▸ WORK INSTRUCTIONS
Beginning at the line that contains "assert!(app.status_message().is_none());", write out every line down to the end of the records, with both ends kept and nothing added.

==== DATA EXTRACT

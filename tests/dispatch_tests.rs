//! Tests for the dispatch loop
//!
//! Drives the dashboard through `Dispatcher` with a mocked Argo CD client and
//! checks what gets loaded, filtered and reported.

use argocd_tui::argocd::{ApiClient, Application, FetchError, HealthStatus, ResourceNode};
use argocd_tui::config::Config;
use argocd_tui::services::ResourceStore;
use argocd_tui::tui::{
    App, Dispatcher, EventResult, FilterTarget, FocusTarget, Key, Keystroke, Theme, UiEvent,
};
use async_trait::async_trait;
use mockall::{Sequence, mock};
use std::sync::Arc;

mock! {
    pub Api {}

    #[async_trait]
    impl ApiClient for Api {
        async fn list_applications(&self) -> Result<Vec<Application>, FetchError>;
        async fn get_resource_tree(&self, app_name: &str) -> Result<Vec<ResourceNode>, FetchError>;
    }
}

fn node(name: &str, kind: &str) -> ResourceNode {
    ResourceNode {
        name: name.to_string(),
        kind: kind.to_string(),
        namespace: "default".to_string(),
        ..Default::default()
    }
}

fn three_apps() -> Vec<Application> {
    vec![
        Application::new("app-a", HealthStatus::Healthy),
        Application::new("app-b", HealthStatus::Degraded),
        Application::new("app-c", HealthStatus::Progressing),
    ]
}

fn tree_for(app_name: &str) -> Vec<ResourceNode> {
    match app_name {
        "app-a" => vec![
            node("nginx", "Deployment"),
            node("redis", "StatefulSet"),
            node("nginx-sidecar", "ConfigMap"),
        ],
        "app-b" => vec![node("api", "Deployment")],
        _ => Vec::new(),
    }
}

fn server_error(path: &str) -> FetchError {
    FetchError::Status {
        url: format!("http://localhost:8080{}", path),
        status: 503,
    }
}

async fn start(client: MockApi) -> (App, Dispatcher) {
    let store = ResourceStore::new(Arc::new(client));
    let mut app = App::new(store, Config::default(), Theme::default());
    let mut dispatcher = Dispatcher::with_default_bindings().unwrap();
    dispatcher.bootstrap(&mut app).await;
    (app, dispatcher)
}

async fn press(app: &mut App, dispatcher: &mut Dispatcher, key: impl Into<Keystroke>) -> EventResult {
    let event = UiEvent::key(app, key);
    dispatcher.dispatch(app, event).await
}

async fn type_text(app: &mut App, dispatcher: &mut Dispatcher, text: &str) {
    for c in text.chars() {
        press(app, dispatcher, c).await;
    }
}

#[tokio::test]
async fn test_bootstrap_loads_first_application() {
    let mut client = MockApi::new();
    client
        .expect_list_applications()
        .times(1)
        .returning(|| Ok(three_apps()));
    client
        .expect_get_resource_tree()
        .withf(|name: &str| name == "app-a")
        .times(1)
        .returning(|name| Ok(tree_for(name)));

    let (app, _) = start(client).await;

    assert_eq!(app.visible_apps().len(), 3);
    assert_eq!(app.highlighted_app().unwrap().name, "app-a");
    assert_eq!(app.store().selected_app(), Some("app-a"));
    assert_eq!(app.visible_resources().len(), 3);
}

#[tokio::test]
async fn test_moving_selection_loads_new_application() {
    let mut client = MockApi::new();
    client
        .expect_list_applications()
        .returning(|| Ok(three_apps()));
    client
        .expect_get_resource_tree()
        .withf(|name: &str| name == "app-a")
        .times(1)
        .returning(|name| Ok(tree_for(name)));
    client
        .expect_get_resource_tree()
        .withf(|name: &str| name == "app-b")
        .times(1)
        .returning(|name| Ok(tree_for(name)));

    let (mut app, mut dispatcher) = start(client).await;

    let result = press(&mut app, &mut dispatcher, 'j').await;
    assert_eq!(result, EventResult::Consumed);
    assert_eq!(app.store().selected_app(), Some("app-b"));
    assert_eq!(app.visible_resources().len(), 1);
    assert_eq!(app.visible_resources()[0].name, "api");
}

#[tokio::test]
async fn test_scrolling_past_the_end_does_not_reload() {
    let mut client = MockApi::new();
    client
        .expect_list_applications()
        .returning(|| Ok(three_apps()));
    // app-a at bootstrap, then app-b and app-c exactly once each
    for name in ["app-a", "app-b", "app-c"] {
        client
            .expect_get_resource_tree()
            .withf(move |requested: &str| requested == name)
            .times(1)
            .returning(|name| Ok(tree_for(name)));
    }

    let (mut app, mut dispatcher) = start(client).await;
    for _ in 0..5 {
        press(&mut app, &mut dispatcher, 'j').await;
    }
    assert_eq!(app.highlighted_app().unwrap().name, "app-c");
}

#[tokio::test]
async fn test_enter_reloads_even_the_same_application() {
    let mut client = MockApi::new();
    client
        .expect_list_applications()
        .returning(|| Ok(three_apps()));
    client
        .expect_get_resource_tree()
        .withf(|name: &str| name == "app-a")
        .times(2)
        .returning(|name| Ok(tree_for(name)));

    let (mut app, mut dispatcher) = start(client).await;

    press(&mut app, &mut dispatcher, Key::Enter).await;
    assert_eq!(app.focus(), FocusTarget::MainTable);
    assert_eq!(app.store().selected_app(), Some("app-a"));
}

#[tokio::test]
async fn test_failed_resource_load_keeps_previous_table() {
    let mut client = MockApi::new();
    client
        .expect_list_applications()
        .returning(|| Ok(three_apps()));
    client
        .expect_get_resource_tree()
        .withf(|name: &str| name == "app-a")
        .returning(|name| Ok(tree_for(name)));
    client
        .expect_get_resource_tree()
        .withf(|name: &str| name == "app-b")
        .returning(|_| Err(server_error("/api/v1/applications/app-b/resource-tree")));

    let (mut app, mut dispatcher) = start(client).await;
    press(&mut app, &mut dispatcher, 'j').await;

    assert!(app.is_running());
    assert_eq!(app.store().selected_app(), Some("app-a"));
    assert_eq!(app.visible_resources().len(), 3);
    let (message, is_error) = app.status_message().unwrap();
    assert!(*is_error);
    assert!(message.contains("app-b"));
}

#[tokio::test]
async fn test_failed_refresh_keeps_application_list() {
    let mut client = MockApi::new();
    let mut seq = Sequence::new();
    client
        .expect_list_applications()
        .times(1)
        .in_sequence(&mut seq)
        .returning(|| Ok(three_apps()));
    client
        .expect_list_applications()
        .times(1)
        .in_sequence(&mut seq)
        .returning(|| Err(server_error("/api/v1/applications")));
    client
        .expect_get_resource_tree()
        .returning(|name| Ok(tree_for(name)));

    let (mut app, mut dispatcher) = start(client).await;
    press(&mut app, &mut dispatcher, 'r').await;

    assert_eq!(app.visible_apps().len(), 3);
    assert_eq!(app.highlighted_app().unwrap().name, "app-a");
    assert!(app.status_message().unwrap().1);
}

#[tokio::test]
async fn test_search_filters_and_escape_restores() {
    let mut client = MockApi::new();
    client
        .expect_list_applications()
        .returning(|| Ok(three_apps()));
    client
        .expect_get_resource_tree()
        .returning(|name| Ok(tree_for(name)));

    let (mut app, mut dispatcher) = start(client).await;
    press(&mut app, &mut dispatcher, Key::Tab).await;
    assert_eq!(app.focus(), FocusTarget::MainTable);

    press(&mut app, &mut dispatcher, '/').await;
    assert_eq!(app.focus(), FocusTarget::CommandBar);
    type_text(&mut app, &mut dispatcher, "nginx").await;
    assert_eq!(app.search_buffer(), Some("nginx"));
    press(&mut app, &mut dispatcher, Key::Enter).await;

    assert_eq!(app.focus(), FocusTarget::MainTable);
    assert_eq!(app.filter(FilterTarget::MainTable), "nginx");
    let names: Vec<_> = app
        .visible_resources()
        .iter()
        .map(|n| n.name.as_str())
        .collect();
    assert_eq!(names, ["nginx", "nginx-sidecar"]);
    // The store still holds the full set
    assert_eq!(app.store().resources().len(), 3);

    press(&mut app, &mut dispatcher, '/').await;
    assert_eq!(app.search_buffer(), Some("nginx"));
    press(&mut app, &mut dispatcher, Key::Esc).await;

    assert_eq!(app.focus(), FocusTarget::MainTable);
    assert_eq!(app.filter(FilterTarget::MainTable), "");
    assert_eq!(app.visible_resources().len(), 3);
}

#[tokio::test]
async fn test_filter_is_case_sensitive() {
    let mut client = MockApi::new();
    client
        .expect_list_applications()
        .returning(|| Ok(three_apps()));
    client
        .expect_get_resource_tree()
        .returning(|name| Ok(tree_for(name)));

    let (mut app, mut dispatcher) = start(client).await;
    press(&mut app, &mut dispatcher, Key::Tab).await;
    press(&mut app, &mut dispatcher, '/').await;
    type_text(&mut app, &mut dispatcher, "NGINX").await;
    press(&mut app, &mut dispatcher, Key::Enter).await;

    assert!(app.visible_resources().is_empty());
}

#[tokio::test]
async fn test_selection_change_drops_resource_filter() {
    let mut client = MockApi::new();
    client
        .expect_list_applications()
        .returning(|| Ok(three_apps()));
    client
        .expect_get_resource_tree()
        .returning(|name| Ok(tree_for(name)));

    let (mut app, mut dispatcher) = start(client).await;
    press(&mut app, &mut dispatcher, Key::Tab).await;
    press(&mut app, &mut dispatcher, '/').await;
    type_text(&mut app, &mut dispatcher, "redis").await;
    press(&mut app, &mut dispatcher, Key::Enter).await;
    assert_eq!(app.visible_resources().len(), 1);

    press(&mut app, &mut dispatcher, Key::BackTab).await;
    press(&mut app, &mut dispatcher, 'j').await;

    assert_eq!(app.store().selected_app(), Some("app-b"));
    assert_eq!(app.filter(FilterTarget::MainTable), "");
    assert_eq!(app.visible_resources().len(), 1);
    assert_eq!(app.visible_resources()[0].name, "api");
}

#[tokio::test]
async fn test_app_filter_reloads_when_highlight_moves() {
    let mut client = MockApi::new();
    client
        .expect_list_applications()
        .returning(|| Ok(three_apps()));
    client
        .expect_get_resource_tree()
        .withf(|name: &str| name == "app-a")
        .times(1)
        .returning(|name| Ok(tree_for(name)));
    client
        .expect_get_resource_tree()
        .withf(|name: &str| name == "app-c")
        .times(1)
        .returning(|name| Ok(tree_for(name)));

    let (mut app, mut dispatcher) = start(client).await;
    press(&mut app, &mut dispatcher, '/').await;
    type_text(&mut app, &mut dispatcher, "-c").await;
    press(&mut app, &mut dispatcher, Key::Enter).await;

    assert_eq!(app.visible_apps().len(), 1);
    assert_eq!(app.store().selected_app(), Some("app-c"));
}

#[tokio::test]
async fn test_escape_on_resource_table_clears_filter_then_propagates() {
    let mut client = MockApi::new();
    client
        .expect_list_applications()
        .returning(|| Ok(three_apps()));
    client
        .expect_get_resource_tree()
        .returning(|name| Ok(tree_for(name)));

    let (mut app, mut dispatcher) = start(client).await;
    press(&mut app, &mut dispatcher, Key::Tab).await;
    press(&mut app, &mut dispatcher, '/').await;
    type_text(&mut app, &mut dispatcher, "nginx").await;
    press(&mut app, &mut dispatcher, Key::Enter).await;
    assert_eq!(app.visible_resources().len(), 2);

    let result = press(&mut app, &mut dispatcher, Key::Esc).await;
    assert_eq!(result, EventResult::Consumed);
    assert_eq!(app.focus(), FocusTarget::MainTable);
    assert_eq!(app.filter(FilterTarget::MainTable), "");
    assert_eq!(app.visible_resources().len(), 3);

    // Nothing left to clear
    let result = press(&mut app, &mut dispatcher, Key::Esc).await;
    assert_eq!(result, EventResult::Ignored);
    assert_eq!(app.focus(), FocusTarget::MainTable);
}

#[tokio::test]
async fn test_escape_on_app_table_clears_filter_and_resets_selection() {
    let mut client = MockApi::new();
    client
        .expect_list_applications()
        .returning(|| Ok(three_apps()));
    client
        .expect_get_resource_tree()
        .returning(|name| Ok(tree_for(name)));

    let (mut app, mut dispatcher) = start(client).await;
    press(&mut app, &mut dispatcher, '/').await;
    type_text(&mut app, &mut dispatcher, "-b").await;
    press(&mut app, &mut dispatcher, Key::Enter).await;
    assert_eq!(app.visible_apps().len(), 1);
    assert_eq!(app.store().selected_app(), Some("app-b"));

    let result = press(&mut app, &mut dispatcher, Key::Esc).await;
    assert_eq!(result, EventResult::Consumed);
    assert_eq!(app.focus(), FocusTarget::AppTable);
    assert_eq!(app.visible_apps().len(), 3);
    assert_eq!(app.highlighted_app().unwrap().name, "app-a");
    assert_eq!(app.store().selected_app(), Some("app-a"));
}

#[tokio::test]
async fn test_next_key_dismisses_status_message() {
    let mut client = MockApi::new();
    client
        .expect_list_applications()
        .returning(|| Ok(three_apps()));
    client
        .expect_get_resource_tree()
        .withf(|name: &str| name == "app-a")
        .returning(|name| Ok(tree_for(name)));
    client
        .expect_get_resource_tree()
        .withf(|name: &str| name == "app-b")
        .returning(|_| Err(server_error("/api/v1/applications/app-b/resource-tree")));

    let (mut app, mut dispatcher) = start(client).await;
    press(&mut app, &mut dispatcher, 'j').await;
    assert!(app.status_message().unwrap().1);

    let result = press(&mut app, &mut dispatcher, Key::Esc).await;
    assert_eq!(result, EventResult::Ignored);
    assert!(app.status_message().is_none());
}

#[tokio::test]
async fn test_empty_app_filter_clears_resource_table() {
    let mut client = MockApi::new();
    client
        .expect_list_applications()
        .returning(|| Ok(three_apps()));
    client
        .expect_get_resource_tree()
        .withf(|name: &str| name == "app-a")
        .times(1)
        .returning(|name| Ok(tree_for(name)));

    let (mut app, mut dispatcher) = start(client).await;
    press(&mut app, &mut dispatcher, '/').await;
    type_text(&mut app, &mut dispatcher, "zzz").await;
    press(&mut app, &mut dispatcher, Key::Enter).await;

    assert!(app.visible_apps().is_empty());
    assert!(app.highlighted_app().is_none());
    assert_eq!(app.store().selected_app(), None);
    assert!(app.visible_resources().is_empty());
}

========

▸ TASK ANSWER
    assert!(app.status_message().is_none());
}

#[tokio::test]
async fn test_empty_app_filter_clears_resource_table() {
    let mut client = MockApi::new();
    client
        .expect_list_applications()
        .returning(|| Ok(three_apps()));
    client
        .expect_get_resource_tree()
        .withf(|name: &str| name == "app-a")
        .times(1)
        .returning(|name| Ok(tree_for(name)));

    let (mut app, mut dispatcher) = start(client).await;
    press(&mut app, &mut dispatcher, '/').await;
    type_text(&mut app, &mut dispatcher, "zzz").await;
    press(&mut app, &mut dispatcher, Key::Enter).await;

    assert!(app.visible_apps().is_empty());
    assert!(app.highlighted_app().is_none());
    assert_eq!(app.store().selected_app(), None);
    assert!(app.visible_resources().is_empty());
}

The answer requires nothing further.